Imprimir Republish

Retrospect

E-mail turns thirty

Full of qualities and with a few defects, the e-mail has won over the planet and has become an indispensable working tool of the modern world. It is true that it only began to be really massively used from 1995 onwards when the Internet began to be seen as something useful and easy to be used by a large number of people.

But 30 years have gone by since its birth, in the computer of engineer Ray Tomlinson, in 1971. Dr. Tomlinson worked at BBN, a company hired in 1968 by the State Department of the United States to help to set up the Arpanet, the forerunner of the Internet. He wrote the first program for an e-mail and named it SNDMSG (Send message) and chose the graphical symbol @ (at) to separate the name of the addressee from the place the message is going.

“The symbol was little used and I thought it was perfect for my program.” related Dr. Tomlinson in numerous interviews. The first message, sent to a colleague who worked at his side, was a sequence of letters (qwertyuiop) or of numbers (123456).

“I no longer remember which of the two I sent.” The second message was an advice to the other colleagues of the company teaching how to use the program. Thirty years later, the Electronic Messaging Association, based in the United States, estimates that the number of e-mails sent in 2000 was more than 6 trillion, some of them dangerous, carrying a virus. At 63 years of age, Dr. Tomlinson remains with BBN, bought in 1997 by GTE Internet working, where he is the main engineer. He didn’t make any money with his invention but doesn’t feel any resentment. “At the time, the notion of registering was contrary to the spirit of what would become the Internet.” he said. “Only a long time afterwards I realized that we had been dealing with something really big.”

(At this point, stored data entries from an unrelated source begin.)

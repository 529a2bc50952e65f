//! Cache manager for quote snapshots.
//!
//! Handles the SQLite snapshot cache with a platform-specific default
//! location.

use folio_data::cache::SnapshotCache;
use folio_data::error::DataError;
use std::path::PathBuf;

/// Get the default cache directory path.
///
/// Uses platform-specific cache directories:
/// - Linux: `~/.cache/folio/`
/// - macOS: `~/Library/Caches/folio/`
/// - Windows: `%LOCALAPPDATA%\folio\cache\`
pub(crate) fn default_cache_dir() -> PathBuf {
    dirs::cache_dir()
        .unwrap_or_else(|| PathBuf::from("."))
        .join("folio")
}

/// Get the default cache database path.
pub(crate) fn cache_path() -> PathBuf {
    default_cache_dir().join("folio.db")
}

/// Open the cache, creating the directory if needed.
pub(crate) fn open_cache() -> Result<SnapshotCache, DataError> {
    let path = cache_path();

    // Ensure parent directory exists
    if let Some(parent) = path.parent() {
        std::fs::create_dir_all(parent)?;
    }

    SnapshotCache::new(&path)
}
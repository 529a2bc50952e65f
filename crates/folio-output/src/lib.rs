#![doc = include_str!("../README.md")]
#![doc(issue_tracker_base_url = "https://github.com/foliolab/folio/issues/")]
#![cfg_attr(docsrs, feature(doc_cfg, doc_auto_cfg))]
#![warn(missing_docs)]
#![forbid(unsafe_code)]

pub mod export;
pub mod report;
pub mod summary;
pub mod table;

pub use export::{ExportError, ExportFormat, Exporter};
pub use report::{Report, ReportBuilder, ReportError};
pub use summary::PortfolioSummary;
pub use table::{render_group_table, render_group_table_markdown, render_holdings_table};
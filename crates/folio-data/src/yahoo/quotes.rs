//! Snapshot quote fetching from Yahoo Finance.

use crate::error::{DataError, Result};
use crate::source::QuoteSource;
use crate::yahoo::profile::ProfileClient;
use folio_engine::Quote;
use std::future::Future;
use std::time::Duration;
use tokio::time::sleep;
use tracing::debug;
use yahoo_finance_api as yahoo;

/// Yahoo Finance quote provider with rate limiting.
///
/// A snapshot combines the last two daily bars (current price and previous
/// close) with the company profile (sector, industry, analyst target). The
/// profile half is best-effort: its failure degrades the quote to prices
/// only instead of failing the symbol.
pub struct YahooQuoteProvider {
    provider: yahoo::YahooConnector,
    profile: ProfileClient,
    rate_limit_delay: Duration,
}

impl std::fmt::Debug for YahooQuoteProvider {
    fn fmt(&self, f: &mut std::fmt::Formatter<'_>) -> std::fmt::Result {
        f.debug_struct("YahooQuoteProvider")
            .field("rate_limit_delay", &self.rate_limit_delay)
            .finish_non_exhaustive()
    }
}

impl YahooQuoteProvider {
    /// Create a new Yahoo Finance quote provider with default rate limiting (1 req/sec).
    pub fn new() -> Self {
        Self::with_rate_limit(Duration::from_millis(1000))
    }

    /// Create a new Yahoo Finance quote provider with custom rate limiting.
    pub fn with_rate_limit(rate_limit_delay: Duration) -> Self {
        Self {
            provider: yahoo::YahooConnector::new().expect("Failed to create Yahoo connector"),
            profile: ProfileClient::new(),
            rate_limit_delay,
        }
    }

    /// Fetch the snapshot quote for a single symbol.
    async fn fetch_snapshot(&self, symbol: &str) -> Result<Quote> {
        if symbol.is_empty() {
            return Err(DataError::InvalidSymbol("Empty symbol".to_string()));
        }

        // A few days of daily bars cover the current price and the previous
        // close even across weekends and holidays.
        let response = self.provider.get_quote_range(symbol, "1d", "5d").await?;
        let bars = response
            .quotes()
            .map_err(|e| DataError::YahooApi(e.to_string()))?;

        if bars.is_empty() {
            return Err(DataError::QuoteLookup {
                symbol: symbol.to_string(),
                reason: "no recent price bars returned".to_string(),
            });
        }

        let current_price = bars.last().map(|bar| bar.close);
        let previous_close = if bars.len() >= 2 {
            Some(bars[bars.len() - 2].close)
        } else {
            None
        };

        let profile = match self.profile.fetch(symbol).await {
            Ok(profile) => profile,
            Err(e) => {
                debug!(%symbol, error = %e, "profile lookup failed; quote degrades to prices only");
                Default::default()
            }
        };

        // Apply rate limiting
        sleep(self.rate_limit_delay).await;

        Ok(Quote {
            current_price,
            previous_close,
            analyst_target: profile.analyst_target,
            sector: profile.sector,
            industry: profile.industry,
        })
    }
}

impl QuoteSource for YahooQuoteProvider {
    fn fetch(&self, symbol: &str) -> impl Future<Output = Result<Quote>> + Send {
        self.fetch_snapshot(symbol)
    }
}

impl Default for YahooQuoteProvider {
    fn default() -> Self {
        Self::new()
    }
}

A short history of electronic communication

1837
The North american Samuel Morse exhibits and tests the first wire telegraph at a distance of 500 meters. In 1840, a telegraphic alphabet is created and four years later the first long distance message (64 kilometers) is sent.

1876
The Scotsman Alexander Graham Bell, settled in the United States, invents the telephone. The first phrase spoken was to his assistant Tom Watson: “Watson, come here, I need you.”

1887
The German Heinrich Rudolf Hertz discovers electromagnetic waves, a discovery which allows the development of radio, television and radar.

1893
The priest from the Brazilian State of Rio Grande do Sul, Father Roberto Landell de Moura carries out the first radio transmission in the world, from Paulista Avenue (downtown São Paulo) to the Santana Hills neighborhood in the capital of the State of São Paulo (about 7-km away).

1894
One year later, the Italian Guglielmo Marconi transmits a signal to a receptor a 7 meters away and gets the fame of being the inventor of the radio.

1923
The Russian, naturalized North american Vladimir Zworykin, invents the iconoscope, a forerunner of the cathode ray TV tube. It is the beginning of electronic television.

1957
Shaken with the success of the launching of the Russian Sputnik 1, the United States found the Agency of Advanced Research Projects (Arpa).

1969
Created Arpa (Arpanet), which connected four American university laboratories. At the peak of the Cold War, the idea was to construct a huge communication network in which all of the points were equivalent without a central command.

1971
The North american engineer Ray Tomlinson invents the first e-mail program in the company BBN, in Cambridge.

1990
Tim Berners-Lee creates the language World Wide Web (www) in the European Laboratory of Physics Particles (Cern).

1996
Microsoft, of Bill Gates, finally joins the web and launches the Internet Explorer browser.